DESCRIPTION OF THE TASK: Repeat word for word the line with "let server = HttpServer::new(&config, registry);" and every line after it until the records below run out.

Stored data
= Beginning of Section =

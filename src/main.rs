//! On-chain ML Model Registry Service
//!
//! A backend service that registers machine learning models and their
//! validation records on an Ethereum-compatible blockchain, built with
//! Tokio, Axum and Alloy.
//!
//! # Architecture Overview
//!
//! ```text
//!                  ┌────────────────────────────────────────────────────────┐
//!                  │                    MODEL REGISTRY                       │
//!                  │                                                         │
//!   HTTP Request   │  ┌─────────┐    ┌──────────┐    ┌───────────────┐      │
//!   ───────────────┼─▶│  http   │───▶│ registry │───▶│   contract    │      │
//!                  │  │ server  │    │  client  │    │binding+events │      │
//!                  │  └─────────┘    └──────────┘    └───────┬───────┘      │
//!                  │                                         │              │
//!                  │                                         ▼              │
//!                  │                                 ┌───────────────┐      │
//!   HTTP Response  │                                 │     chain     │      │    Ethereum
//!   ◀──────────────┼─────────────────────────────────│signer + orch- │◀─────┼─── JSON-RPC
//!                  │                                 │estrator+client│      │    node
//!                  │                                 └───────────────┘      │
//!                  │                                                        │
//!                  │  ┌──────────────────────────────────────────────────┐  │
//!                  │  │             Cross-Cutting Concerns               │  │
//!                  │  │  ┌─────────┐  ┌──────────────┐  ┌────────────┐   │  │
//!                  │  │  │ config  │  │observability │  │ lifecycle  │   │  │
//!                  │  │  └─────────┘  └──────────────┘  └────────────┘   │  │
//!                  │  └──────────────────────────────────────────────────┘  │
//!                  └────────────────────────────────────────────────────────┘
//! ```
//!
//! Write operations build, sign and broadcast a transaction, then block
//! until the receipt lands or the confirmation window expires. Signing
//! keys arrive with each request and never outlive it.

// Core subsystems
pub mod chain;
pub mod config;
pub mod contract;
pub mod http;
pub mod registry;

// Cross-cutting concerns
pub mod lifecycle;
pub mod observability;

use std::path::PathBuf;
use std::sync::Arc;

use clap::Parser;
use tokio::net::TcpListener;

use crate::http::HttpServer;
use crate::lifecycle::Shutdown;
use crate::registry::RegistryClient;

#[derive(Parser)]
#[command(name = "model-registry")]
#[command(about = "Blockchain-backed ML model registry service", long_about = None)]
#[command(version)]
struct Cli {
    /// Path to a TOML configuration file. Without it, configuration
    /// comes from defaults plus REGISTRY_* environment overrides.
    #[arg(short, long)]
    config: Option<PathBuf>,
}

#[tokio::main]
async fn main() -> Result<(), Box<dyn std::error::Error>> {
    let cli = Cli::parse();

    let config = match &cli.config {
        Some(path) => config::loader::load_config(path)?,
        None => config::loader::config_from_env()?,
    };

    observability::logging::init(&config.observability);

    tracing::info!(
        version = env!("CARGO_PKG_VERSION"),
        "model-registry starting"
    );

    tracing::info!(
        bind_address = %config.server.bind_address,
        api_prefix = %config.server.api_prefix,
        rpc_url = %config.chain.rpc_url,
        chain_id = config.chain.chain_id,
        contract_address = ?config.contract.address,
        "Configuration loaded"
    );

    // Initialize metrics server
    if config.observability.metrics_enabled {
        if let Ok(addr) = config.observability.metrics_address.parse() {
            crate::observability::metrics::init_metrics(addr);
        } else {
            tracing::error!(
                metrics_address = %config.observability.metrics_address,
                "Failed to parse metrics address"
            );
        }
    }

    // Connect the registry. Comes up degraded (not down) when the
    // contract address is missing or the chain is unreachable.
    let registry = Arc::new(RegistryClient::connect(&config).await?);

    // Bind TCP listener
    let listener = TcpListener::bind(&config.server.bind_address).await?;
    let local_addr = listener.local_addr()?;

    tracing::info!(
        address = %local_addr,
        "Listening for connections"
    );

    // Ctrl+C triggers graceful shutdown
    let shutdown = Shutdown::new();
    let server_rx = shutdown.subscribe();
    tokio::spawn(async move {
        if let Err(e) = tokio::signal::ctrl_c().await {
            tracing::error!(error = %e, "Failed to install Ctrl+C handler");
            return;
        }
        shutdown.trigger();
    });

    // Create and run HTTP server
    let server = HttpServer::new(&config, registry);
    server.run(listener, server_rx).await?;

    tracing::info!("Shutdown complete");
    Ok(())
}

= End of Section =

OUTPUT FOR THIS TASK:
    let server = HttpServer::new(&config, registry);
    server.run(listener, server_rx).await?;

    tracing::info!("Shutdown complete");
    Ok(())
}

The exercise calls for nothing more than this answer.